## Work required
Will you give the material below again, every line exactly as it is?

## Input material
......
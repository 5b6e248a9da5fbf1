// libs/appointment-cell/src/services/lifecycle.rs
use chrono::NaiveDate;
use tracing::{debug, warn};

use shared_utils::ClockTime;

use crate::models::{Appointment, AppointmentStatus, SchedulerError};

pub struct AppointmentLifecycleService;

impl AppointmentLifecycleService {
    pub fn new() -> Self {
        Self
    }

    pub fn validate_status_transition(
        &self,
        current_status: &AppointmentStatus,
        new_status: &AppointmentStatus,
    ) -> Result<(), SchedulerError> {
        debug!("Validating status transition {} -> {}", current_status, new_status);

        if !self.valid_transitions(current_status).contains(new_status) {
            warn!(
                "Invalid status transition attempted: {} -> {}",
                current_status, new_status
            );
            return Err(SchedulerError::InvalidStatusTransition(*current_status));
        }

        Ok(())
    }

    pub fn valid_transitions(&self, current_status: &AppointmentStatus) -> Vec<AppointmentStatus> {
        match current_status {
            AppointmentStatus::Pending => vec![
                AppointmentStatus::Confirmed,
                AppointmentStatus::Cancelled,
                AppointmentStatus::NoShow,
            ],
            AppointmentStatus::Confirmed => vec![
                AppointmentStatus::Completed,
                AppointmentStatus::Cancelled,
                AppointmentStatus::NoShow,
            ],
            // Terminal states; records are never deleted, only parked here.
            AppointmentStatus::Completed => vec![],
            AppointmentStatus::Cancelled => vec![],
            AppointmentStatus::NoShow => vec![],
        }
    }

    /// A still-pending appointment past its no-show deadline may be treated
    /// as abandoned by the front desk.
    pub fn is_past_no_show_deadline(
        &self,
        appointment: &Appointment,
        today: NaiveDate,
        now: ClockTime,
    ) -> bool {
        appointment.status == AppointmentStatus::Pending
            && appointment.date == today
            && now > appointment.no_show_time
    }
}

impl Default for AppointmentLifecycleService {
    fn default() -> Self {
        Self::new()
    }
}
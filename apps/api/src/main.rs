use std::net::SocketAddr;
use std::sync::Arc;
use std::time::Duration;

use dotenv::dotenv;
use tokio::net::TcpListener;
use tower_http::cors::{Any, CorsLayer};
use tower_http::trace::{self, TraceLayer};
use tracing::{info, Level};
use tracing_subscriber::{layer::SubscriberExt, util::SubscriberInitExt};

mod router;

use doctor_cell::services::DoctorStatusUpdater;
use shared_config::AppConfig;

#[tokio::main]
async fn main() {
    // Loading Env Vars
    dotenv().ok();

    // Initialize tracing
    tracing_subscriber::registry()
        .with(tracing_subscriber::EnvFilter::new(
            std::env::var("RUST_LOG").unwrap_or_else(|_| "info,tower_http=debug".into()),
        ))
        .with(tracing_subscriber::fmt::layer())
        .init();

    info!("Starting Clinicdesk scheduler API");

    // Load configuration
    let config = AppConfig::from_env();

    // Set up CORS
    let cors = CorsLayer::new()
        .allow_origin(Any)
        .allow_methods(Any)
        .allow_headers(Any);

    // Create shared state
    let state = Arc::new(config);

    // The live in/out flag sweep runs for the whole process lifetime.
    let updater = Arc::new(DoctorStatusUpdater::new(&state));
    tokio::spawn(updater.run(
        state.clinic_id.clone(),
        Duration::from_secs(state.status_sweep_interval_secs),
    ));

    // Build the application router
    let app = router::create_router(state)
        .layer(
            TraceLayer::new_for_http()
                .make_span_with(trace::DefaultMakeSpan::new()
                    .level(Level::INFO))
                .on_response(trace::DefaultOnResponse::new()
                    .level(Level::INFO)),
        )
        .layer(cors);

    // Run the server
    let addr = SocketAddr::from(([0, 0, 0, 0], 3000));
    info!("Listening on {}", addr);

    let listener = TcpListener::bind(addr).await.unwrap();
    axum::serve(listener, app)
        .await
        .unwrap();
}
......
## Result of this exercise
repository 5b6e248a9da5fbf1
// libs/appointment-cell/src/services/lifecycle.rs
use chrono::NaiveDate;
use tracing::{debug, warn};

use shared_utils::ClockTime;

use crate::models::{Appointment, AppointmentStatus, SchedulerError};

pub struct AppointmentLifecycleService;

impl AppointmentLifecycleService {
    pub fn new() -> Self {
        Self
    }

    pub fn validate_status_transition(
        &self,
        current_status: &AppointmentStatus,
        new_status: &AppointmentStatus,
    ) -> Result<(), SchedulerError> {
        debug!("Validating status transition {} -> {}", current_status, new_status);

        if !self.valid_transitions(current_status).contains(new_status) {
            warn!(
                "Invalid status transition attempted: {} -> {}",
                current_status, new_status
            );
            return Err(SchedulerError::InvalidStatusTransition(*current_status));
        }

        Ok(())
    }

    pub fn valid_transitions(&self, current_status: &AppointmentStatus) -> Vec<AppointmentStatus> {
        match current_status {
            AppointmentStatus::Pending => vec![
                AppointmentStatus::Confirmed,
                AppointmentStatus::Cancelled,
                AppointmentStatus::NoShow,
            ],
            AppointmentStatus::Confirmed => vec![
                AppointmentStatus::Completed,
                AppointmentStatus::Cancelled,
                AppointmentStatus::NoShow,
            ],
            // Terminal states; records are never deleted, only parked here.
            AppointmentStatus::Completed => vec![],
            AppointmentStatus::Cancelled => vec![],
            AppointmentStatus::NoShow => vec![],
        }
    }

    /// A still-pending appointment past its no-show deadline may be treated
    /// as abandoned by the front desk.
    pub fn is_past_no_show_deadline(
        &self,
        appointment: &Appointment,
        today: NaiveDate,
        now: ClockTime,
    ) -> bool {
        appointment.status == AppointmentStatus::Pending
            && appointment.date == today
            && now > appointment.no_show_time
    }
}

impl Default for AppointmentLifecycleService {
    fn default() -> Self {
        Self::new()
    }
}
filename apps/api/src/main.rs
use std::net::SocketAddr;
use std::sync::Arc;
use std::time::Duration;

use dotenv::dotenv;
use tokio::net::TcpListener;
use tower_http::cors::{Any, CorsLayer};
use tower_http::trace::{self, TraceLayer};
use tracing::{info, Level};
use tracing_subscriber::{layer::SubscriberExt, util::SubscriberInitExt};

mod router;

use doctor_cell::services::DoctorStatusUpdater;
use shared_config::AppConfig;

#[tokio::main]
async fn main() {
    // Loading Env Vars
    dotenv().ok();

    // Initialize tracing
    tracing_subscriber::registry()
        .with(tracing_subscriber::EnvFilter::new(
            std::env::var("RUST_LOG").unwrap_or_else(|_| "info,tower_http=debug".into()),
        ))
        .with(tracing_subscriber::fmt::layer())
        .init();

    info!("Starting Clinicdesk scheduler API");

    // Load configuration
    let config = AppConfig::from_env();

    // Set up CORS
    let cors = CorsLayer::new()
        .allow_origin(Any)
        .allow_methods(Any)
        .allow_headers(Any);

    // Create shared state
    let state = Arc::new(config);

    // The live in/out flag sweep runs for the whole process lifetime.
    let updater = Arc::new(DoctorStatusUpdater::new(&state));
    tokio::spawn(updater.run(
        state.clinic_id.clone(),
        Duration::from_secs(state.status_sweep_interval_secs),
    ));

    // Build the application router
    let app = router::create_router(state)
        .layer(
            TraceLayer::new_for_http()
                .make_span_with(trace::DefaultMakeSpan::new()
                    .level(Level::INFO))
                .on_response(trace::DefaultOnResponse::new()
                    .level(Level::INFO)),
        )
        .layer(cors);

    // Run the server
    let addr = SocketAddr::from(([0, 0, 0, 0], 3000));
    info!("Listening on {}", addr);

    let listener = TcpListener::bind(addr).await.unwrap();
    axum::serve(listener, app)
        .await
        .unwrap();
}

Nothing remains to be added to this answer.